INSTRUCTIONS TO FOLLOW: The whole listing should be given back without any alteration.

───── RECORDED INFORMATION ─────

//! The event loop owns all progress state.
//!
//! Probes, the tick timer and user commands only ever produce [Event] values. The loop applies
//! them one at a time so no record is ever read while another event is half way through
//! changing it, and no locks are needed.

use std::sync::Arc;

use log::{debug, info};
use tokio::{
    sync::mpsc::{self, UnboundedReceiver},
    time::{sleep, Instant},
};
use tokio_util::sync::CancellationToken;

use crate::{
    config::PulseConfig,
    dispatch::dispatch_all,
    display::{project, DisplaySink, Row, View},
    error::PulseError,
    probe::{Outcome, Probe},
    progress::Progress,
    registry::Registry,
};

/// User commands accepted by the loop
#[derive(Debug, Clone, Copy, PartialEq, Eq)]
pub enum Command {
    /// Stop processing and return
    Quit,
    /// Switch whether the table takes row selection input
    ToggleFocus,
    /// Row selection moves, only honoured while the table is focused
    Up,
    Down,
    PageUp,
    PageDown,
    Top,
    Bottom,
}

/// Everything the loop reacts to
#[derive(Debug)]
pub enum Event {
    Tick(Instant),
    Outcome(Outcome),
    Command(Command),
}

/// What the loop should do after applying an event
#[derive(Debug, Clone, Copy, PartialEq, Eq)]
pub enum Flow {
    Render,
    Idle,
    Quit,
}

#[cfg_attr(doc, aquamarine::aquamarine)]
/// Single consumer of every event in a run
///
/// ```mermaid
/// sequenceDiagram
///     participant Probe
///     participant Loop
///     participant Sink
///
///     Loop->>Loop: start_all
///     Loop-)Probe: dispatch_all (one task per endpoint)
///     loop until Quit or cancel
///         alt Outcome
///             Probe-)Loop: Outcome
///             Loop->>Sink: render
///         else Tick
///             Loop->>Loop: tick, reschedule
///             Loop->>Sink: render (only on change)
///         end
///     end
/// ```
#[derive(Debug)]
pub struct EventLoop<S> {
    registry: Arc<Registry>,
    progress: Progress,
    view: View,
    sink: S,
    config: PulseConfig,
}

impl<S: DisplaySink> EventLoop<S> {
    pub fn new(registry: Registry, sink: S, config: PulseConfig) -> Self {
        EventLoop {
            progress: Progress::new(registry.len()),
            registry: Arc::new(registry),
            view: View {
                focused: true,
                selected: 0,
            },
            sink,
            config,
        }
    }

    pub fn progress(&self) -> &Progress {
        &self.progress
    }

    pub fn view(&self) -> &View {
        &self.view
    }

    pub fn rows(&self) -> Vec<Row> {
        project(&self.registry, &self.progress)
    }

    /// Mark every endpoint as started at `now`
    pub fn start_all(&mut self, now: Instant) {
        self.progress.start_all(now);
    }

    /// Apply a single event to the progress state
    pub fn apply(&mut self, event: Event) -> Flow {
        match event {
            Event::Tick(now) => {
                if self.progress.tick(now) {
                    Flow::Render
                } else {
                    Flow::Idle
                }
            }
            Event::Outcome(outcome) => {
                self.progress.complete(outcome);
                Flow::Render
            }
            Event::Command(Command::Quit) => Flow::Quit,
            Event::Command(Command::ToggleFocus) => {
                self.view.focused = !self.view.focused;
                Flow::Render
            }
            Event::Command(command) if !self.view.focused => {
                debug!("Ignoring {:?} while the table is blurred", command);
                Flow::Idle
            }
            Event::Command(command) => self.navigate(command),
        }
    }

    fn navigate(&mut self, command: Command) -> Flow {
        let page = self.sink.page_rows().max(1);
        let selected = self.view.selected;
        let target = match command {
            Command::Up => selected.saturating_sub(1),
            Command::Down => selected.saturating_add(1),
            Command::PageUp => selected.saturating_sub(page),
            Command::PageDown => selected.saturating_add(page),
            Command::Top => 0,
            Command::Bottom => usize::MAX,
            Command::Quit | Command::ToggleFocus => selected,
        }
        .min(self.registry.len().saturating_sub(1));

        if target == selected {
            Flow::Idle
        } else {
            self.view.selected = target;
            Flow::Render
        }
    }

    pub fn render(&mut self) -> Result<(), PulseError> {
        let rows = project(&self.registry, &self.progress);
        self.sink.render(&rows, &self.view)
    }

    /// Probe every endpoint and keep the display current until quit or cancel.
    ///
    /// Probes still running when the loop stops are left to finish on their own and their
    /// outcomes are dropped.
    pub async fn run(
        mut self,
        probe: Arc<dyn Probe>,
        mut commands: UnboundedReceiver<Command>,
        cancel: CancellationToken,
    ) -> Result<Progress, PulseError> {
        let (outcome_tx, mut outcome_rx) = mpsc::unbounded_channel();

        self.start_all(Instant::now());
        let probes = dispatch_all(
            self.registry.clone(),
            probe,
            self.config.timeout,
            outcome_tx,
        );
        info!("Dispatched {} probes", probes.len());
        self.render()?;

        let tick = sleep(self.config.tick);
        tokio::pin!(tick);

        loop {
            let event = tokio::select! {
                biased;
                _ = cancel.cancelled() => {
                    info!("Received cancellation");
                    break;
                },
                Some(command) = commands.recv() => Event::Command(command),
                Some(outcome) = outcome_rx.recv() => Event::Outcome(outcome),
                _ = &mut tick => Event::Tick(Instant::now()),
            };

            let ticked = matches!(event, Event::Tick(_));

            match self.apply(event) {
                Flow::Render => self.render()?,
                Flow::Idle => {}
                Flow::Quit => {
                    info!("Quit requested");
                    break;
                }
            }

            // next tick is only scheduled once this one has been fully handled
            if ticked {
                tick.as_mut().reset(Instant::now() + self.config.tick);
            }
        }

        debug!("Event loop stopped: {}", self.progress.summary());
        Ok(self.progress)
    }
}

─────

EXERCISE ANSWER:
//! The event loop owns all progress state.
//!
//! Probes, the tick timer and user commands only ever produce [Event] values. The loop applies
//! them one at a time so no record is ever read while another event is half way through
//! changing it, and no locks are needed.

use std::sync::Arc;

use log::{debug, info};
use tokio::{
    sync::mpsc::{self, UnboundedReceiver},
    time::{sleep, Instant},
};
use tokio_util::sync::CancellationToken;

use crate::{
    config::PulseConfig,
    dispatch::dispatch_all,
    display::{project, DisplaySink, Row, View},
    error::PulseError,
    probe::{Outcome, Probe},
    progress::Progress,
    registry::Registry,
};

/// User commands accepted by the loop
#[derive(Debug, Clone, Copy, PartialEq, Eq)]
pub enum Command {
    /// Stop processing and return
    Quit,
    /// Switch whether the table takes row selection input
    ToggleFocus,
    /// Row selection moves, only honoured while the table is focused
    Up,
    Down,
    PageUp,
    PageDown,
    Top,
    Bottom,
}

/// Everything the loop reacts to
#[derive(Debug)]
pub enum Event {
    Tick(Instant),
    Outcome(Outcome),
    Command(Command),
}

/// What the loop should do after applying an event
#[derive(Debug, Clone, Copy, PartialEq, Eq)]
pub enum Flow {
    Render,
    Idle,
    Quit,
}

#[cfg_attr(doc, aquamarine::aquamarine)]
/// Single consumer of every event in a run
///
/// ```mermaid
/// sequenceDiagram
///     participant Probe
///     participant Loop
///     participant Sink
///
///     Loop->>Loop: start_all
///     Loop-)Probe: dispatch_all (one task per endpoint)
///     loop until Quit or cancel
///         alt Outcome
///             Probe-)Loop: Outcome
///             Loop->>Sink: render
///         else Tick
///             Loop->>Loop: tick, reschedule
///             Loop->>Sink: render (only on change)
///         end
///     end
/// ```
#[derive(Debug)]
pub struct EventLoop<S> {
    registry: Arc<Registry>,
    progress: Progress,
    view: View,
    sink: S,
    config: PulseConfig,
}

impl<S: DisplaySink> EventLoop<S> {
    pub fn new(registry: Registry, sink: S, config: PulseConfig) -> Self {
        EventLoop {
            progress: Progress::new(registry.len()),
            registry: Arc::new(registry),
            view: View {
                focused: true,
                selected: 0,
            },
            sink,
            config,
        }
    }

    pub fn progress(&self) -> &Progress {
        &self.progress
    }

    pub fn view(&self) -> &View {
        &self.view
    }

    pub fn rows(&self) -> Vec<Row> {
        project(&self.registry, &self.progress)
    }

    /// Mark every endpoint as started at `now`
    pub fn start_all(&mut self, now: Instant) {
        self.progress.start_all(now);
    }

    /// Apply a single event to the progress state
    pub fn apply(&mut self, event: Event) -> Flow {
        match event {
            Event::Tick(now) => {
                if self.progress.tick(now) {
                    Flow::Render
                } else {
                    Flow::Idle
                }
            }
            Event::Outcome(outcome) => {
                self.progress.complete(outcome);
                Flow::Render
            }
            Event::Command(Command::Quit) => Flow::Quit,
            Event::Command(Command::ToggleFocus) => {
                self.view.focused = !self.view.focused;
                Flow::Render
            }
            Event::Command(command) if !self.view.focused => {
                debug!("Ignoring {:?} while the table is blurred", command);
                Flow::Idle
            }
            Event::Command(command) => self.navigate(command),
        }
    }

    fn navigate(&mut self, command: Command) -> Flow {
        let page = self.sink.page_rows().max(1);
        let selected = self.view.selected;
        let target = match command {
            Command::Up => selected.saturating_sub(1),
            Command::Down => selected.saturating_add(1),
            Command::PageUp => selected.saturating_sub(page),
            Command::PageDown => selected.saturating_add(page),
            Command::Top => 0,
            Command::Bottom => usize::MAX,
            Command::Quit | Command::ToggleFocus => selected,
        }
        .min(self.registry.len().saturating_sub(1));

        if target == selected {
            Flow::Idle
        } else {
            self.view.selected = target;
            Flow::Render
        }
    }

    pub fn render(&mut self) -> Result<(), PulseError> {
        let rows = project(&self.registry, &self.progress);
        self.sink.render(&rows, &self.view)
    }

    /// Probe every endpoint and keep the display current until quit or cancel.
    ///
    /// Probes still running when the loop stops are left to finish on their own and their
    /// outcomes are dropped.
    pub async fn run(
        mut self,
        probe: Arc<dyn Probe>,
        mut commands: UnboundedReceiver<Command>,
        cancel: CancellationToken,
    ) -> Result<Progress, PulseError> {
        let (outcome_tx, mut outcome_rx) = mpsc::unbounded_channel();

        self.start_all(Instant::now());
        let probes = dispatch_all(
            self.registry.clone(),
            probe,
            self.config.timeout,
            outcome_tx,
        );
        info!("Dispatched {} probes", probes.len());
        self.render()?;

        let tick = sleep(self.config.tick);
        tokio::pin!(tick);

        loop {
            let event = tokio::select! {
                biased;
                _ = cancel.cancelled() => {
                    info!("Received cancellation");
                    break;
                },
                Some(command) = commands.recv() => Event::Command(command),
                Some(outcome) = outcome_rx.recv() => Event::Outcome(outcome),
                _ = &mut tick => Event::Tick(Instant::now()),
            };

            let ticked = matches!(event, Event::Tick(_));

            match self.apply(event) {
                Flow::Render => self.render()?,
                Flow::Idle => {}
                Flow::Quit => {
                    info!("Quit requested");
                    break;
                }
            }

            // next tick is only scheduled once this one has been fully handled
            if ticked {
                tick.as_mut().reset(Instant::now() + self.config.tick);
            }
        }

        debug!("Event loop stopped: {}", self.progress.summary());
        Ok(self.progress)
    }
}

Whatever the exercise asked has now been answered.